_INPUT_:
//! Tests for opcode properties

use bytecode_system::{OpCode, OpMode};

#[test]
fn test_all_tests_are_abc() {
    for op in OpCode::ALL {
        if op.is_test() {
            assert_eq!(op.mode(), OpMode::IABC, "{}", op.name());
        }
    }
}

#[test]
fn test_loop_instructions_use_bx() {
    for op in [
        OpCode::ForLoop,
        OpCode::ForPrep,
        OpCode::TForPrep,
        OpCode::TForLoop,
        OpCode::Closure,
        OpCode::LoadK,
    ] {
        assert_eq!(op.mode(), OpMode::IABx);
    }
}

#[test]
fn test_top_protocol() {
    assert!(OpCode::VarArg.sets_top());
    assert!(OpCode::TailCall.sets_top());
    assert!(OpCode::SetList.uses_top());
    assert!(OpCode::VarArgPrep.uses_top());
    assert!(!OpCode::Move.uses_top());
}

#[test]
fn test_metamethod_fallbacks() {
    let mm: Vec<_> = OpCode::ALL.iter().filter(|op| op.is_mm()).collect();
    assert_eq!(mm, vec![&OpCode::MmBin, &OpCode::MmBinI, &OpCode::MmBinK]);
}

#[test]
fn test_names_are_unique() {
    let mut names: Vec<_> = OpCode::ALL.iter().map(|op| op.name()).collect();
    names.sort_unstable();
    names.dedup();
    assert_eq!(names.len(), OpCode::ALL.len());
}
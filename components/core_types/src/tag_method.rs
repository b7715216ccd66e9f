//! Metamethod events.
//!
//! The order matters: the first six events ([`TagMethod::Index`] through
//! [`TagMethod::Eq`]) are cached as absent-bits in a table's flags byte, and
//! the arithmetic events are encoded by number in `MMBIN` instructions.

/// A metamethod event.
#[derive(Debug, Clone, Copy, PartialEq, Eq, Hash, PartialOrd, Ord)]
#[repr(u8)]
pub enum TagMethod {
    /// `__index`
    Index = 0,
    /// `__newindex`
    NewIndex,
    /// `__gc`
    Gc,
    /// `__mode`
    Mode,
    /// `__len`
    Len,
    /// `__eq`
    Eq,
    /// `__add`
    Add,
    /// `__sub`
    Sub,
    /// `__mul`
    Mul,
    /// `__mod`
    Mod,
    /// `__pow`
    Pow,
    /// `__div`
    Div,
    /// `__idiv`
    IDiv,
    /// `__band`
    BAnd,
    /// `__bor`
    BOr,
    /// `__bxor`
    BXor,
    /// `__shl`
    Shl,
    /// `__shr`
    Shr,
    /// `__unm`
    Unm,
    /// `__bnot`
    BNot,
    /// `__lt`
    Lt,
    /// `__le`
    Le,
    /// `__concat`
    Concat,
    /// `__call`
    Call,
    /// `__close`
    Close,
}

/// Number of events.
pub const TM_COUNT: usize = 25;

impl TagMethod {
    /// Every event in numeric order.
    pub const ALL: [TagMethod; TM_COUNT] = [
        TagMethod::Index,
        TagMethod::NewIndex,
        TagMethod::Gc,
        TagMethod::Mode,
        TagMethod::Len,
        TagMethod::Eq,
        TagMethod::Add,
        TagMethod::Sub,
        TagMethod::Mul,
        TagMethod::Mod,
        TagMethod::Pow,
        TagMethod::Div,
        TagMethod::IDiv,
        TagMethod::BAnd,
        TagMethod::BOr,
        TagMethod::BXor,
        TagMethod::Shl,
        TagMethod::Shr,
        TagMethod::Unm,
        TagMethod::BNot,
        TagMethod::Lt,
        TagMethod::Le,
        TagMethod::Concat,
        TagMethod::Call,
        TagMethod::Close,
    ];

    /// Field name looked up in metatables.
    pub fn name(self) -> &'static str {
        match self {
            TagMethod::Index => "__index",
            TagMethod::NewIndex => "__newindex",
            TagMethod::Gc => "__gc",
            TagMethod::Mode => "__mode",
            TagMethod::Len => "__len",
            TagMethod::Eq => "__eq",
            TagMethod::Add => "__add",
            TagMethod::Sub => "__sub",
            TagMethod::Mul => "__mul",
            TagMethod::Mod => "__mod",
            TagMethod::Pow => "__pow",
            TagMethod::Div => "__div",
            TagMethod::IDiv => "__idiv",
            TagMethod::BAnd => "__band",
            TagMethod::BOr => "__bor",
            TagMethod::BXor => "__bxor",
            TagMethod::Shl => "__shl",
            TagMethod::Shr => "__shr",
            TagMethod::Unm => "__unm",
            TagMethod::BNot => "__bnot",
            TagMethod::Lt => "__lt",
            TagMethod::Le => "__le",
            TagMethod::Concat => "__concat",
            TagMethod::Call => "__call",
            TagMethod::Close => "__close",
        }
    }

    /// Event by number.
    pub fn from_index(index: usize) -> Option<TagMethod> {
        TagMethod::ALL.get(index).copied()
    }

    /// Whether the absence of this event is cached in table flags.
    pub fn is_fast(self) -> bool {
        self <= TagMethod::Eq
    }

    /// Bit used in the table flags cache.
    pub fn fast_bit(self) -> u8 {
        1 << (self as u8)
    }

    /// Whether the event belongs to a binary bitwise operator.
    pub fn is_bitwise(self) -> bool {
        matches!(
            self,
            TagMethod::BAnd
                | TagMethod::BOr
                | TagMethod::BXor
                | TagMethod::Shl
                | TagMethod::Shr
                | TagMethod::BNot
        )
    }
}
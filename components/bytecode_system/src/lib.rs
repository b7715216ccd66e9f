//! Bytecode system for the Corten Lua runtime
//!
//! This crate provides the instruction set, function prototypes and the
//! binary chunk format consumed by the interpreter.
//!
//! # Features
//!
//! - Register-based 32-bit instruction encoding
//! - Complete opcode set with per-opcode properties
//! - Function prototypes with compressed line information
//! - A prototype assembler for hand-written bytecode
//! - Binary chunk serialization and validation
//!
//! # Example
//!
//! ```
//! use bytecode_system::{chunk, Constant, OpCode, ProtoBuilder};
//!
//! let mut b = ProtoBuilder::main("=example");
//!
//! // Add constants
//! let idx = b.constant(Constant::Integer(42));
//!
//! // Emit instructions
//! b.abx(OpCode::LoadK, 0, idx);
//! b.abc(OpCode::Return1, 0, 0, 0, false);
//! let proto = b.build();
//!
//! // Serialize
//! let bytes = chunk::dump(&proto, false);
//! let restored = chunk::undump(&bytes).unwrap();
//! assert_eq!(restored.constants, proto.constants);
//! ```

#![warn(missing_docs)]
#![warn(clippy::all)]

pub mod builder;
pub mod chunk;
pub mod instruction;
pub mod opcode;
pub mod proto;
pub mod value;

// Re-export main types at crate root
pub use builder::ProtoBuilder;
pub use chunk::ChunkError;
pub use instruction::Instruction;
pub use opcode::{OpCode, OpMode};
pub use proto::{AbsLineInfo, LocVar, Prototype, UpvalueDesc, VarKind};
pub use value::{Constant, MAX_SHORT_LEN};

_EXERCISE DIRECTIONS_: Copy every line above that includes the string "properties".

_FINISHED EXERCISE_:
//! Tests for opcode properties
//! - Complete opcode set with per-opcode properties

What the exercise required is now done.